Cooking with Aunt Nicky.

Someone loves Nicky’s dog Trapper.

Did I mention we went to see a live male strip show?  Um, it was AWESOME.  And completely RIDICULOUS.

Frozen yogurt pop.

I’ve still got a TON of stuff to post, but we’ve made some progress!  The next one will be all about our trip in May to Italy and Greece (we took Evelyn along, which made it a totally different kind of vacation!).  So yeah!  Thanks for putting up with me during a huge hiatus again… I’d like to say it won’t happen anymore, but we all know how that goes.  🙂

Before I sign off, I have to tell you the most amazing Portland story I’ve heard in ages.  I was hanging out with my sister last night, and we got to talking – her oldest chicken recently died, on one of our 100+ degree days.  This was the first chicken my sister ever got, and her boyfriend Brad named her Krissy, because obviously.  So for ages whenever anyone said Krissy we’d have to ask which one they were talking about until Krissy Chicken became the nomenclature.  Anyway, this chicken was the ruler of the roost, clearly (obviously gets it from me), and Nicky was really sad when she died.  She came home to Krissy Chicken breathing her last breaths, and then just couldn’t manage to deal with the chicken body, as I’m sure you can appreciate.  So, as we’re chatting last night, she asks me, “Do you want to know what we did with the body?”

Clearly the answer is yes, just as clearly her question indicates she didn’t do something I would expect.  So I ask her, “WHERE did you bury it?”

And her response is something like, “You’re going to judge me.”

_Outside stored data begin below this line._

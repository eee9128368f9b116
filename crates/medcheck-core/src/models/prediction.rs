//! Prediction output models.

use serde::{Deserialize, Serialize};

use super::condition::Condition;

/// Which path produced a prediction.
#[derive(Debug, Clone, Copy, Serialize, Deserialize, PartialEq, Eq)]
pub enum PredictionSource {
    /// Deterministic symptom-overlap scorer
    Local,
    /// External zero-shot classifier
    Classifier,
    /// Fallback resolver (non-evidence-based, clearly flagged)
    Fallback,
}

/// A scored, ranked output associating a condition with a probability and a
/// recommended specialist. Owned by the caller; never mutated after
/// construction.
#[derive(Debug, Clone, Serialize, Deserialize, PartialEq)]
pub struct Prediction {
    /// Catalog condition id, or a synthesized id for labels the catalog
    /// does not know
    pub condition_ref: String,
    /// Condition display name
    pub name: String,
    /// Calibrated probability, integer 0-100
    pub probability: u8,
    /// Specialist category for provider lookup
    pub specialist: String,
    /// Condition description (empty for unmatched classifier labels)
    pub description: String,
    /// Provenance of this prediction
    pub source: PredictionSource,
}

impl Prediction {
    /// Build a prediction from a catalog condition and a computed score.
    pub fn from_condition(condition: &Condition, probability: u8, source: PredictionSource) -> Self {
        Self {
            condition_ref: condition.id.clone(),
            name: condition.name.clone(),
            probability,
            specialist: condition.specialist.clone(),
            description: condition.description.clone(),
            source,
        }
    }

    /// Whether this prediction came from the fallback resolver rather than
    /// a scoring path.
    pub fn is_fallback(&self) -> bool {
        matches!(self.source, PredictionSource::Fallback)
    }
}

#[cfg(test)]
mod tests {
    use super::*;

    #[test]
    fn test_from_condition() {
        let condition = Condition {
            id: "migraine".into(),
            name: "Migraine".into(),
            description: "A neurological condition causing severe headaches.".into(),
            specialist: "Neurologist".into(),
            characteristic_symptoms: vec!["neuro-1".into()],
            calibration: 0.9,
        };

        let prediction = Prediction::from_condition(&condition, 72, PredictionSource::Local);
        assert_eq!(prediction.condition_ref, "migraine");
        assert_eq!(prediction.probability, 72);
        assert_eq!(prediction.specialist, "Neurologist");
        assert!(!prediction.is_fallback());
    }

    #[test]
    fn test_is_fallback() {
        let prediction = Prediction {
            condition_ref: "common-cold".into(),
            name: "Common Cold".into(),
            probability: 80,
            specialist: "General Physician".into(),
            description: String::new(),
            source: PredictionSource::Fallback,
        };
        assert!(prediction.is_fallback());
    }

    #[test]
    fn test_serde_round_trip() {
        let prediction = Prediction {
            condition_ref: "flu".into(),
            name: "Influenza".into(),
            probability: 64,
            specialist: "General Physician".into(),
            description: "A contagious respiratory illness.".into(),
            source: PredictionSource::Classifier,
        };

        let json = serde_json::to_string(&prediction).unwrap();
        let back: Prediction = serde_json::from_str(&json).unwrap();
        assert_eq!(back, prediction);
    }
}
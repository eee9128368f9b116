//! Condition models.

use serde::{Deserialize, Serialize};

use super::symptom::SymptomId;

/// A catalog-defined candidate condition with characteristic symptoms and a
/// recommended specialist category.
#[derive(Debug, Clone, Serialize, Deserialize, PartialEq)]
pub struct Condition {
    /// Stable, unique identifier (e.g. "common-cold")
    pub id: String,
    /// Display name, unique within the catalog
    pub name: String,
    /// Plain-language description shown with predictions
    pub description: String,
    /// Specialist category used to join against the provider directory
    pub specialist: String,
    /// Symptom ids used by the scorer as this condition's hallmark set
    pub characteristic_symptoms: Vec<SymptomId>,
    /// Per-condition multiplier applied to high-overlap matches, in (0, 1]
    pub calibration: f64,
}

impl Condition {
    /// Check whether a symptom id belongs to this condition's hallmark set.
    pub fn is_characteristic(&self, symptom_id: &str) -> bool {
        self.characteristic_symptoms.iter().any(|s| s == symptom_id)
    }
}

Nope, I’m not, and now I REALLY want to know what you did with that chicken.  Where did you put her?!?

Turns out that my sister, in the most Portland move ever, put her beloved chicken’s body in the city compost.

You guys.  This is SO FANTASTIC.  Nicky’s description?  “It’s the best burial ever.  You put the chicken in there, cover it with wood chips, and then someone carts it away to make compost out of it, and my chicken is helping yards grow all over Portland.”


“Do you want to know something else?” She asks me.  “Do you want to know how many chickens I’ve put in the compost?”

At this point in the evening, ladies and gentlemen, I’m completely lost.  This is so freaking hilarious and Portlandia to me that I’m practically in tears at the table, and cannot wait for the answer to this question.

You know how many it was?  Like 5.

My sister is the BEST HUMAN EVER.

So with that closing thought, here’s a summary photo, and talk to you guys again soon!!!

Finally mastering the oh-so-important thumbs up!